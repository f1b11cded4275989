use std::path::PathBuf;
use std::process::ExitCode;

use clap::{Args, Parser, Subcommand};
use log::{info, LevelFilter};
use rand::rngs::StdRng;
use rand::SeedableRng;
use streetscout::{
    init_with_level, level_from_verbosity, score_image, ApiKey, ConfigError, DirectorySink,
    MemorySink, ProviderError, RegionOutcome, RegionSampler, RunError, RunSummary,
    SamplerConfig, StreetViewClient,
};

#[derive(thiserror::Error, Debug)]
enum CliError {
    #[error(transparent)]
    Config(#[from] ConfigError),
    #[error(transparent)]
    Run(#[from] RunError),
    #[error("failed to build HTTP client: {0}")]
    Provider(#[from] ProviderError),
    #[error("{}: {source}", path.display())]
    Image {
        path: PathBuf,
        #[source]
        source: image::ImageError,
    },
    #[error(transparent)]
    Json(#[from] serde_json::Error),
}

#[derive(Parser)]
#[command(name = "streetscout", version)]
#[command(about = "Sample street-level panoramas and keep the most street-like view per city")]
struct Cli {
    /// More log output (repeatable)
    #[arg(short, long, action = clap::ArgAction::Count, global = true)]
    verbose: u8,

    /// Less log output (repeatable)
    #[arg(short, long, action = clap::ArgAction::Count, global = true)]
    quiet: u8,

    /// Log through a tracing subscriber in the given format; RUST_LOG
    /// overrides -v/-q
    #[cfg(feature = "tracing")]
    #[arg(long, value_enum, global = true)]
    trace: Option<TraceFormat>,

    #[command(subcommand)]
    command: Command,
}

#[cfg(feature = "tracing")]
#[derive(Clone, Copy, PartialEq, Eq, clap::ValueEnum)]
enum TraceFormat {
    Text,
    Json,
}

#[derive(Subcommand)]
enum Command {
    /// Sample regions and write accepted views
    Run(RunArgs),
    /// Print the quality score of local images
    Score(ScoreArgs),
    /// Write the default configuration as JSON
    InitConfig {
        /// Destination file
        file: PathBuf,
    },
}

#[derive(Args)]
struct RunArgs {
    /// JSON config file; defaults are used when omitted
    #[arg(long)]
    config: Option<PathBuf>,

    /// Output root directory
    #[arg(long)]
    out: Option<PathBuf>,

    /// Seed for the random source
    #[arg(long)]
    seed: Option<u64>,

    /// Number of distinct regions to draw (at least 1)
    #[arg(long)]
    regions: Option<usize>,

    /// Run every configured region in order
    #[arg(long, conflicts_with = "regions")]
    all_regions: bool,

    /// Attempt budget per region
    #[arg(long)]
    attempts: Option<usize>,

    /// Acceptance threshold in [0, 1]
    #[arg(long)]
    threshold: Option<f32>,

    /// API key; falls back to the GCP_API_KEY environment variable
    #[arg(long)]
    api_key: Option<String>,

    /// Keep accepted views in memory instead of writing them
    #[arg(long)]
    dry_run: bool,
}

#[derive(Args)]
struct ScoreArgs {
    /// Images to score
    #[arg(required = true)]
    images: Vec<PathBuf>,

    /// JSON config whose quality parameters are used
    #[arg(long)]
    config: Option<PathBuf>,

    /// Print one JSON object per image
    #[arg(long)]
    json: bool,
}

fn main() -> ExitCode {
    let cli = Cli::parse();
    init_logging(&cli);

    let result = match cli.command {
        Command::Run(args) => run(args),
        Command::Score(args) => score(args),
        Command::InitConfig { file } => init_config(file),
    };

    match result {
        Ok(()) => ExitCode::SUCCESS,
        Err(err) => {
            eprintln!("error: {err}");
            ExitCode::FAILURE
        }
    }
}

fn init_logging(cli: &Cli) {
    let level: LevelFilter = level_from_verbosity(cli.verbose, cli.quiet);
    #[cfg(feature = "tracing")]
    if let Some(format) = cli.trace {
        streetscout::init_tracing(format == TraceFormat::Json, level);
        return;
    }
    let _ = init_with_level(level);
}

fn load_config(path: Option<&PathBuf>) -> Result<SamplerConfig, ConfigError> {
    match path {
        Some(p) => SamplerConfig::load_json(p),
        None => Ok(SamplerConfig::default()),
    }
}

fn run(args: RunArgs) -> Result<(), CliError> {
    let key = ApiKey::resolve(args.api_key.clone())?;

    let mut config = load_config(args.config.as_ref())?;
    if let Some(out) = args.out {
        config.output_dir = out;
    }
    if let Some(seed) = args.seed {
        config.seed = Some(seed);
    }
    if args.all_regions {
        config.regions_per_run = None;
    } else if let Some(k) = args.regions {
        config.regions_per_run = Some(k);
    }
    if let Some(n) = args.attempts {
        config.sampling.attempts_per_region = n;
    }
    if let Some(t) = args.threshold {
        config.quality.acceptance_threshold = t;
    }
    config.validate()?;

    let provider = StreetViewClient::from_config(key, &config)?;
    let mut rng = match config.seed {
        Some(seed) => StdRng::seed_from_u64(seed),
        None => StdRng::from_os_rng(),
    };

    let summary = if args.dry_run {
        let mut sampler = RegionSampler::from_config(provider, MemorySink::new(), &config)?;
        sampler
            .run(&config.regions, config.regions_per_run, &mut rng)
            .map_err(CliError::from)?
    } else {
        let sink = DirectorySink::new(&config.output_dir).with_jpeg_quality(config.jpeg_quality);
        let mut sampler = RegionSampler::from_config(provider, sink, &config)?;
        sampler
            .run(&config.regions, config.regions_per_run, &mut rng)
            .map_err(CliError::from)?
    };

    print_summary(&summary);
    Ok(())
}

fn print_summary(summary: &RunSummary) {
    for report in &summary.regions {
        match &report.outcome {
            RegionOutcome::Accepted { path, score, .. } => {
                println!("{} ({}): {} [{score:.3}]", report.region, report.city, path.display());
            }
            RegionOutcome::Exhausted => {
                println!(
                    "{} ({}): exhausted after {} attempt(s)",
                    report.region,
                    report.city,
                    report.attempts.len()
                );
            }
        }
    }
    info!(
        "done: {} region(s), {} accepted, {} exhausted",
        summary.regions.len(),
        summary.accepted(),
        summary.exhausted()
    );
}

fn score(args: ScoreArgs) -> Result<(), CliError> {
    let config = load_config(args.config.as_ref())?;
    config.quality.validate().map_err(ConfigError::from)?;

    for path in &args.images {
        let img = image::open(path)
            .map_err(|source| CliError::Image {
                path: path.clone(),
                source,
            })?
            .to_rgb8();
        let b = score_image(&img, &config.quality);
        let meaningful = config.quality.accepts(b.score);
        if args.json {
            let line = serde_json::json!({
                "path": path.display().to_string(),
                "meaningful": meaningful,
                "breakdown": b,
            });
            println!("{}", serde_json::to_string(&line)?);
        } else {
            println!(
                "{}: score {:.3} ({}) sharpness {:.3} lower {:.3} lower-upper {:.3} vertical {:.3} penalty x{:.3}",
                path.display(),
                b.score,
                if meaningful { "meaningful" } else { "rejected" },
                b.sharpness,
                b.lower_density,
                b.lower_minus_upper,
                b.vertical_ratio,
                b.penalty_factor
            );
        }
    }
    Ok(())
}

fn init_config(file: PathBuf) -> Result<(), CliError> {
    SamplerConfig::default().write_json(&file)?;
    info!("wrote {}", file.display());
    Ok(())
}
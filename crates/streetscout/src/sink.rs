//! Where accepted samples go.

use std::fs;
use std::path::{Path, PathBuf};

use image::codecs::jpeg::JpegEncoder;
use image::RgbImage;
use streetscout_core::Coordinate;

/// JPEG quality used when none is configured.
pub const DEFAULT_JPEG_QUALITY: u8 = 90;

/// Errors returned when an accepted sample cannot be persisted.
#[derive(thiserror::Error, Debug)]
pub enum SinkError {
    #[error("failed to create directory {}", path.display())]
    CreateDir {
        path: PathBuf,
        #[source]
        source: std::io::Error,
    },
    #[error("failed to write {}", path.display())]
    Write {
        path: PathBuf,
        #[source]
        source: std::io::Error,
    },
    #[error("failed to encode {}", path.display())]
    Encode {
        path: PathBuf,
        #[source]
        source: image::ImageError,
    },
}

/// Persistence for accepted samples.
pub trait SampleSink {
    /// Store `raster` for `city` at `at`, returning where it went.
    fn persist(&mut self, city: &str, at: Coordinate, raster: &RgbImage)
        -> Result<PathBuf, SinkError>;
}

impl<S: SampleSink + ?Sized> SampleSink for &mut S {
    fn persist(
        &mut self,
        city: &str,
        at: Coordinate,
        raster: &RgbImage,
    ) -> Result<PathBuf, SinkError> {
        (**self).persist(city, at, raster)
    }
}

/// `"41.87812,-87.62988.jpg"`: the coordinate at 5 decimals, sign kept.
pub fn sample_file_name(at: Coordinate) -> String {
    format!("{}.jpg", at.to_fixed5())
}

/// Directory-safe form of a city name: whitespace and anything that is
/// not alphanumeric, `-`, `_` or `.` becomes `_`.
pub fn city_dir_name(city: &str) -> String {
    let name: String = city
        .trim()
        .chars()
        .map(|c| {
            if c.is_alphanumeric() || matches!(c, '-' | '_' | '.') {
                c
            } else {
                '_'
            }
        })
        .collect();
    match name.as_str() {
        "" | "." | ".." => "_".to_string(),
        _ => name,
    }
}

/// Writes JPEGs to `<root>/<city>/<lat>,<lng>.jpg`.
///
/// Directories are created on first write; creating an existing one is not
/// an error.
#[derive(Clone, Debug)]
pub struct DirectorySink {
    root: PathBuf,
    jpeg_quality: u8,
}

impl DirectorySink {
    pub fn new(root: impl Into<PathBuf>) -> Self {
        Self {
            root: root.into(),
            jpeg_quality: DEFAULT_JPEG_QUALITY,
        }
    }

    /// Set the JPEG quality, clamped to `1..=100`.
    pub fn with_jpeg_quality(mut self, quality: u8) -> Self {
        self.jpeg_quality = quality.clamp(1, 100);
        self
    }

    pub fn root(&self) -> &Path {
        &self.root
    }

    /// Path a sample for `city` at `at` would be written to.
    pub fn path_for(&self, city: &str, at: Coordinate) -> PathBuf {
        self.root
            .join(city_dir_name(city))
            .join(sample_file_name(at))
    }
}

impl SampleSink for DirectorySink {
    fn persist(
        &mut self,
        city: &str,
        at: Coordinate,
        raster: &RgbImage,
    ) -> Result<PathBuf, SinkError> {
        let path = self.path_for(city, at);

        // Nothing touches disk until the encode has succeeded.
        let mut encoded = Vec::new();
        JpegEncoder::new_with_quality(&mut encoded, self.jpeg_quality)
            .encode_image(raster)
            .map_err(|source| SinkError::Encode {
                path: path.clone(),
                source,
            })?;

        if let Some(dir) = path.parent() {
            fs::create_dir_all(dir).map_err(|source| SinkError::CreateDir {
                path: dir.to_path_buf(),
                source,
            })?;
        }
        fs::write(&path, &encoded).map_err(|source| SinkError::Write {
            path: path.clone(),
            source,
        })?;

        log::debug!("wrote {}", path.display());
        Ok(path)
    }
}

/// An accepted view together with where it was taken.
#[derive(Clone, Debug)]
pub struct AcceptedSample {
    pub city: String,
    pub at: Coordinate,
    pub raster: RgbImage,
}

/// Keeps accepted samples in memory instead of writing them.
///
/// Used for dry runs and tests; reported paths mirror the directory
/// layout of [`DirectorySink`] under a relative root.
#[derive(Clone, Debug, Default)]
pub struct MemorySink {
    pub samples: Vec<AcceptedSample>,
}

impl MemorySink {
    pub fn new() -> Self {
        Self::default()
    }
}

impl SampleSink for MemorySink {
    fn persist(
        &mut self,
        city: &str,
        at: Coordinate,
        raster: &RgbImage,
    ) -> Result<PathBuf, SinkError> {
        self.samples.push(AcceptedSample {
            city: city.to_string(),
            at,
            raster: raster.clone(),
        });
        Ok(PathBuf::from(city_dir_name(city)).join(sample_file_name(at)))
    }
}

======

● **What you are asked to do**:
Return solely the count of lines in the data above in which the word "true" occurs.

● **Expected answer**:
4